Alessio Locatelli

Personal information
- Date of birth: 17 March 1978 (age 48)
- Place of birth: Milan, Italy
- Height: 1.90 m (6 ft 3 in)
- Position: Goalkeeper

Team information
- Current team: Lecco (GK coach)

Senior career*
- Years: Team / Apps / (Gls)
- 2004–2005: Pro Vercelli / 4 / (0)
- 2005–2007: Spezia / 1 / (0)
- 2008: Botev Plovdiv / 1 / (0)
- 2009: Sorrento / 0 / (0)
- 2011: Brindisi / 7 / (0)

Managerial career
- 2018–2019: Lecco (GK coach)
- 2019–2022: Pavia (GK coach)
- 2022–: Lecco (GK coach)

= Alessio Locatelli =

Italian footballer (born 1978)

Alessio Locatelli (born 17 March 1978) is an Italian football coach and a former goalkeeper.

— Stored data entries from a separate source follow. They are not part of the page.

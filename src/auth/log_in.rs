//! The routes for displaying the log-in page and handling log-in requests.
//! The lower level cookie and token logic lives in the sibling modules.

use std::sync::Arc;

use axum::{
    Form,
    extract::{FromRef, State},
    http::StatusCode,
    response::{IntoResponse, Response},
};
use axum_extra::extract::{PrivateCookieJar, cookie::Key};
use axum_htmx::HxRedirect;
use maud::{Markup, html};
use serde::{Deserialize, Serialize};
use time::Duration;

use crate::{
    AppState,
    api::{ApiError, Credentials, FinanceApi},
    endpoints,
    html::{base, email_input, loading_spinner, log_in_register, password_input},
};

use super::cookie::{invalidate_auth_cookie, set_auth_cookie};

fn log_in_form(email: &str, error_message: Option<&str>) -> Markup {
    html! {
        form
            hx-post=(endpoints::LOG_IN_API)
            hx-indicator="#indicator"
            hx-disabled-elt="#email, #password, #submit-button"
            class="space-y-4 md:space-y-6"
        {
            (email_input(email, None))
            (password_input("", error_message))

            div class="flex items-center gap-x-3"
            {
                input
                    type="checkbox"
                    name="remember_me"
                    id="remember_me"
                    tabindex="0"
                    class="rounded-xs";

                label
                    for="remember_me"
                    class="block text-sm font-medium text-gray-900 dark:text-white"
                {
                    "Keep me logged in for one week"
                }
            }

            button
                type="submit" id="submit-button" tabindex="0"
                class="w-full px-4 py-2 bg-blue-500 dark:bg-blue-600 disabled:bg-blue-700
                    hover:enabled:bg-blue-600 hover:enabled:dark:bg-blue-700 text-white rounded"
            {
                span class="inline htmx-indicator" id="indicator"
                {
                    (loading_spinner())
                }
                "Log in"
            }

            p class="text-sm font-light text-gray-500 dark:text-gray-400" {
                "Don't have an account? "
                a
                    href=(endpoints::REGISTER_VIEW) tabindex="0"
                    class="font-semibold leading-6 text-blue-600 hover:text-blue-500 dark:text-blue-500 dark:hover:text-blue-400"
                {
                  "Register here"
                }
            }
        }
    }
}

/// Display the log-in page.
pub async fn get_log_in_page() -> Response {
    let log_in_form = log_in_form("", None);
    let content = log_in_register("Log in to your account", &log_in_form);
    base("Log In", &content).into_response()
}

/// How long the auth cookie should last if the user selects "remember me" at log-in.
const REMEMBER_ME_COOKIE_DURATION: Duration = Duration::days(7);

/// The state needed to perform a log-in.
#[derive(Clone)]
pub struct LogInState {
    /// The client for the backend auth service.
    pub api: Arc<dyn FinanceApi>,
    /// The key to be used for signing and encrypting private cookies.
    pub cookie_key: Key,
    /// The duration for which cookies used for authentication are valid.
    pub cookie_duration: Duration,
}

impl FromRef<AppState> for LogInState {
    fn from_ref(state: &AppState) -> Self {
        Self {
            api: state.api.clone(),
            cookie_key: state.cookie_key.clone(),
            cookie_duration: state.cookie_duration,
        }
    }
}

// this impl tells `PrivateCookieJar` how to access the key from our state
impl FromRef<LogInState> for Key {
    fn from_ref(state: &LogInState) -> Self {
        state.cookie_key.clone()
    }
}

pub const INVALID_CREDENTIALS_ERROR_MSG: &str = "Incorrect email or password.";
pub const SERVICE_UNAVAILABLE_ERROR_MSG: &str =
    "The service is temporarily unavailable. Please try again later.";

/// Handler for log-in requests via the POST method.
///
/// On a successful log-in, the bearer token from the auth service is stored in
/// the auth cookie and the client is redirected to the dashboard page.
/// Otherwise, the form is returned with an error message explaining the
/// problem.
pub async fn post_log_in(
    State(state): State<LogInState>,
    jar: PrivateCookieJar,
    Form(user_data): Form<LogInData>,
) -> Response {
    let credentials = Credentials {
        email: user_data.email.clone(),
        password: user_data.password,
    };

    let log_in_response = match state.api.log_in(&credentials).await {
        Ok(log_in_response) => log_in_response,
        Err(ApiError::Unauthorized) => {
            return log_in_form(&user_data.email, Some(INVALID_CREDENTIALS_ERROR_MSG))
                .into_response();
        }
        Err(error) => {
            tracing::error!("Error logging in against the auth service: {error}");
            return log_in_form(&user_data.email, Some(SERVICE_UNAVAILABLE_ERROR_MSG))
                .into_response();
        }
    };

    let cookie_duration = if user_data.remember_me.is_some() {
        REMEMBER_ME_COOKIE_DURATION
    } else {
        state.cookie_duration
    };

    set_auth_cookie(jar.clone(), &log_in_response.token, cookie_duration)
        .map(|updated_jar| {
            (
                StatusCode::SEE_OTHER,
                HxRedirect(endpoints::DASHBOARD_VIEW.to_owned()),
                updated_jar,
            )
        })
        .map_err(|err| {
            tracing::error!("Error setting auth cookie: {err}");
            (
                StatusCode::INTERNAL_SERVER_ERROR,
                HxRedirect(endpoints::INTERNAL_ERROR_VIEW.to_owned()),
                invalidate_auth_cookie(jar),
            )
        })
        .into_response()
}

/// The raw data entered by the user in the log-in form.
///
/// The password is stored as a plain string. There is no need for validation
/// here since the auth service verifies the credentials.
#[derive(Clone, Serialize, Deserialize)]
pub struct LogInData {
    /// Email entered during log-in.
    pub email: String,

    /// Password entered during log-in.
    pub password: String,

    /// Whether to extend the initial auth cookie duration.
    ///
    /// This value comes from a checkbox, so it either has a string value or is not set
    /// (see the [MDN docs](https://developer.mozilla.org/en-US/docs/Web/HTML/Element/input/checkbox#value_2)).
    /// The `Some` variant should be interpreted as `true` irregardless of the
    /// string value, and the `None` variant should be interpreted as `false`.
    pub remember_me: Option<String>,
}

#[cfg(test)]
mod log_in_page_tests {
    use std::collections::HashMap;

    use axum::http::{StatusCode, header::CONTENT_TYPE};

    use crate::{
        endpoints,
        test_utils::{assert_valid_html, parse_html_document},
    };

    use super::get_log_in_page;

    #[tokio::test]
    async fn log_in_page_displays_form() {
        let response = get_log_in_page().await;

        assert_eq!(response.status(), StatusCode::OK);
        assert!(
            response
                .headers()
                .get(CONTENT_TYPE)
                .unwrap()
                .to_str()
                .unwrap()
                .starts_with("text/html")
        );

        let document = parse_html_document(response).await;
        assert_valid_html(&document);

        let form_selector = scraper::Selector::parse("form").unwrap();
        let forms = document.select(&form_selector).collect::<Vec<_>>();
        assert_eq!(forms.len(), 1, "want 1 form, got {}", forms.len());
        let form = forms.first().unwrap();
        let hx_post = form.value().attr("hx-post");
        assert_eq!(
            hx_post,
            Some(endpoints::LOG_IN_API),
            "want form with attribute hx-post=\"{}\", got {:?}",
            endpoints::LOG_IN_API,
            hx_post
        );

        let mut expected_form_elements: HashMap<&str, Vec<&str>> = HashMap::new();
        expected_form_elements.insert("input", vec!["email", "password"]);
        expected_form_elements.insert("button", vec!["submit"]);

        for (tag, element_types) in expected_form_elements {
            for element_type in element_types {
                let selector_string = format!("{tag}[type={element_type}]");
                let input_selector = scraper::Selector::parse(&selector_string).unwrap();
                let inputs = form.select(&input_selector).collect::<Vec<_>>();
                assert_eq!(
                    inputs.len(),
                    1,
                    "want 1 {element_type} {tag}, got {}",
                    inputs.len()
                );
            }
        }

        let register_link_selector = scraper::Selector::parse("a[href]").unwrap();
        let links = form.select(&register_link_selector).collect::<Vec<_>>();
        assert_eq!(links.len(), 1, "want 1 link, got {}", links.len());
        assert_eq!(
            links[0].value().attr("href"),
            Some(endpoints::REGISTER_VIEW),
        );
    }
}
//! The data shapes exchanged with the backend finance services.
//!
//! Field names follow the JSON documents the services emit (camelCase), so
//! these types double as the wire format for the client boundary.

use serde::{Deserialize, Serialize};
use time::{Date, OffsetDateTime};

mod iso_date {
    //! Serializes a [time::Date] as a plain calendar date, e.g. "2025-07-05",
    //! matching the date strings in the transaction documents.
    use serde::{Deserialize, Deserializer, Serializer};
    use time::{Date, format_description::BorrowedFormatItem, macros::format_description};

    const DATE_FORMAT: &[BorrowedFormatItem] = format_description!("[year]-[month]-[day]");

    pub fn serialize<S>(date: &Date, serializer: S) -> Result<S::Ok, S::Error>
    where
        S: Serializer,
    {
        let formatted = date.format(DATE_FORMAT).map_err(serde::ser::Error::custom)?;
        serializer.serialize_str(&formatted)
    }

    pub fn deserialize<'de, D>(deserializer: D) -> Result<Date, D::Error>
    where
        D: Deserializer<'de>,
    {
        let s = String::deserialize(deserializer)?;
        Date::parse(&s, DATE_FORMAT).map_err(serde::de::Error::custom)
    }
}

/// The profile of the account holder.
#[derive(Debug, Clone, PartialEq, Serialize, Deserialize)]
#[serde(rename_all = "camelCase")]
pub struct User {
    /// The unique ID assigned by the user service.
    pub id: String,
    /// The email address the user logs in with.
    pub email: String,
    /// The user's given name.
    pub first_name: String,
    /// The user's family name.
    pub last_name: String,
    /// When the user registered.
    #[serde(with = "time::serde::rfc3339")]
    pub created_at: OffsetDateTime,
}

/// The kind of bank account.
#[derive(Debug, Clone, Copy, PartialEq, Eq, Serialize, Deserialize)]
#[serde(rename_all = "lowercase")]
pub enum AccountKind {
    /// An everyday transactional account.
    Checking,
    /// An interest bearing savings account.
    Savings,
    /// A credit card account.
    Credit,
}

impl AccountKind {
    /// A human readable label, e.g. for the chip on an account card.
    pub fn label(self) -> &'static str {
        match self {
            AccountKind::Checking => "Checking",
            AccountKind::Savings => "Savings",
            AccountKind::Credit => "Credit",
        }
    }
}

/// A bank account and its current balance.
///
/// Credit card accounts carry a negative balance while money is owed.
#[derive(Debug, Clone, PartialEq, Serialize, Deserialize)]
#[serde(rename_all = "camelCase")]
pub struct Account {
    /// The unique ID assigned by the account service.
    pub id: String,
    /// The display name, e.g. "Main Checking".
    pub name: String,
    /// What kind of account this is.
    #[serde(rename = "type")]
    pub kind: AccountKind,
    /// The current balance. Negative for credit cards with money owing.
    pub balance: f64,
    /// The ISO 4217 currency code, e.g. "USD".
    pub currency: String,
}

/// Whether a transaction took money out of an account or put money in.
#[derive(Debug, Clone, Copy, PartialEq, Eq)]
pub enum TransactionKind {
    /// Money left the account.
    Debit,
    /// Money entered the account.
    Credit,
}

/// A single transaction against an account.
///
/// The signed `amount` is authoritative: negative amounts are debits and
/// non-negative amounts are credits. The services also send a redundant
/// `type` field, which is ignored on input so the two can never disagree.
#[derive(Debug, Clone, PartialEq, Serialize, Deserialize)]
#[serde(rename_all = "camelCase")]
pub struct Transaction {
    /// The unique ID assigned by the transaction service.
    pub id: String,
    /// The ID of the account the transaction belongs to.
    pub account_id: String,
    /// The signed amount. Negative for debits, non-negative for credits.
    pub amount: f64,
    /// The merchant or a short description, e.g. "Whole Foods Market".
    pub description: String,
    /// The spending category, e.g. "Food".
    pub category: String,
    /// The calendar date the transaction happened on.
    #[serde(with = "iso_date")]
    pub date: Date,
}

impl Transaction {
    /// The debit/credit kind, derived from the sign of the amount.
    pub fn kind(&self) -> TransactionKind {
        if self.amount < 0.0 {
            TransactionKind::Debit
        } else {
            TransactionKind::Credit
        }
    }
}

/// What aspect of the user's finances an insight talks about.
#[derive(Debug, Clone, Copy, PartialEq, Eq, Serialize, Deserialize)]
#[serde(rename_all = "lowercase")]
pub enum InsightKind {
    /// An observation about spending habits.
    Spending,
    /// An observation about savings progress.
    Saving,
    /// A suggestion about investing.
    Investment,
}

/// How urgently an insight should be surfaced to the user.
#[derive(Debug, Clone, Copy, PartialEq, Eq, Serialize, Deserialize)]
#[serde(rename_all = "lowercase")]
pub enum InsightPriority {
    /// Informational, no action needed.
    Low,
    /// Worth a look.
    Medium,
    /// Needs attention now.
    High,
}

impl InsightPriority {
    /// A human readable label, e.g. for the chip on an insight card.
    pub fn label(self) -> &'static str {
        match self {
            InsightPriority::Low => "Low",
            InsightPriority::Medium => "Medium",
            InsightPriority::High => "High",
        }
    }
}

/// A precomputed financial insight from the analysis service.
#[derive(Debug, Clone, PartialEq, Serialize, Deserialize)]
#[serde(rename_all = "camelCase")]
pub struct Insight {
    /// The unique ID assigned by the analysis service.
    pub id: String,
    /// What aspect of the user's finances this insight talks about.
    #[serde(rename = "type")]
    pub kind: InsightKind,
    /// A short headline, e.g. "High Dining Expenses".
    pub title: String,
    /// The full text of the insight.
    pub description: String,
    /// Whether the user can act on this insight right now.
    pub actionable: bool,
    /// How urgently the insight should be surfaced.
    pub priority: InsightPriority,
}

/// The email/password pair sent to the log-in endpoint.
#[derive(Debug, Clone, Serialize, Deserialize)]
pub struct Credentials {
    /// The email address the user logs in with.
    pub email: String,
    /// The plaintext password. Only ever sent to the user service.
    pub password: String,
}

/// The payload for registering a new user.
#[derive(Debug, Clone, Serialize, Deserialize)]
#[serde(rename_all = "camelCase")]
pub struct NewUser {
    /// The email address to register with.
    pub email: String,
    /// The plaintext password. Only ever sent to the user service.
    pub password: String,
    /// The user's given name.
    pub first_name: String,
    /// The user's family name.
    pub last_name: String,
}

/// The response from a successful log-in: a bearer token and the user it
/// belongs to.
#[derive(Debug, Clone, PartialEq, Serialize, Deserialize)]
pub struct LogInResponse {
    /// The bearer token for subsequent requests.
    pub token: String,
    /// The profile of the user that logged in.
    pub user: User,
}

#[cfg(test)]
mod transaction_tests {
    use time::macros::date;

    use super::{Transaction, TransactionKind};

    fn transaction(amount: f64) -> Transaction {
        Transaction {
            id: "1".to_owned(),
            account_id: "1".to_owned(),
            amount,
            description: "Whole Foods Market".to_owned(),
            category: "Food".to_owned(),
            date: date!(2025 - 07 - 05),
        }
    }

    #[test]
    fn negative_amount_is_debit() {
        assert_eq!(transaction(-85.30).kind(), TransactionKind::Debit);
    }

    #[test]
    fn positive_amount_is_credit() {
        assert_eq!(transaction(2500.00).kind(), TransactionKind::Credit);
    }

    #[test]
    fn zero_amount_is_credit() {
        assert_eq!(transaction(0.0).kind(), TransactionKind::Credit);
    }

    #[test]
    fn deserialises_wire_document() {
        let document = r#"{
            "id": "1",
            "accountId": "1",
            "amount": -85.30,
            "description": "Whole Foods Market",
            "category": "Food",
            "date": "2025-07-05",
            "type": "debit"
        }"#;

        let got: Transaction = serde_json::from_str(document).unwrap();

        assert_eq!(got, transaction(-85.30));
    }

    #[test]
    fn serialises_date_as_calendar_date() {
        let json = serde_json::to_string(&transaction(-85.30)).unwrap();

        assert!(
            json.contains(r#""date":"2025-07-05""#),
            "expected plain calendar date in {json}"
        );
    }
}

He is the goalkeeping coach at Lecco. Amongst the teams he played for are Pro Vercelli, Spezia Calcio and Botev.

==Career==
Locatelli signed with Botev for three years on 24 November 2008, but was quickly released for free for poor performances. He was given the №30 shirt. On 2 February 2009, he joined Sorrento along with Hodža.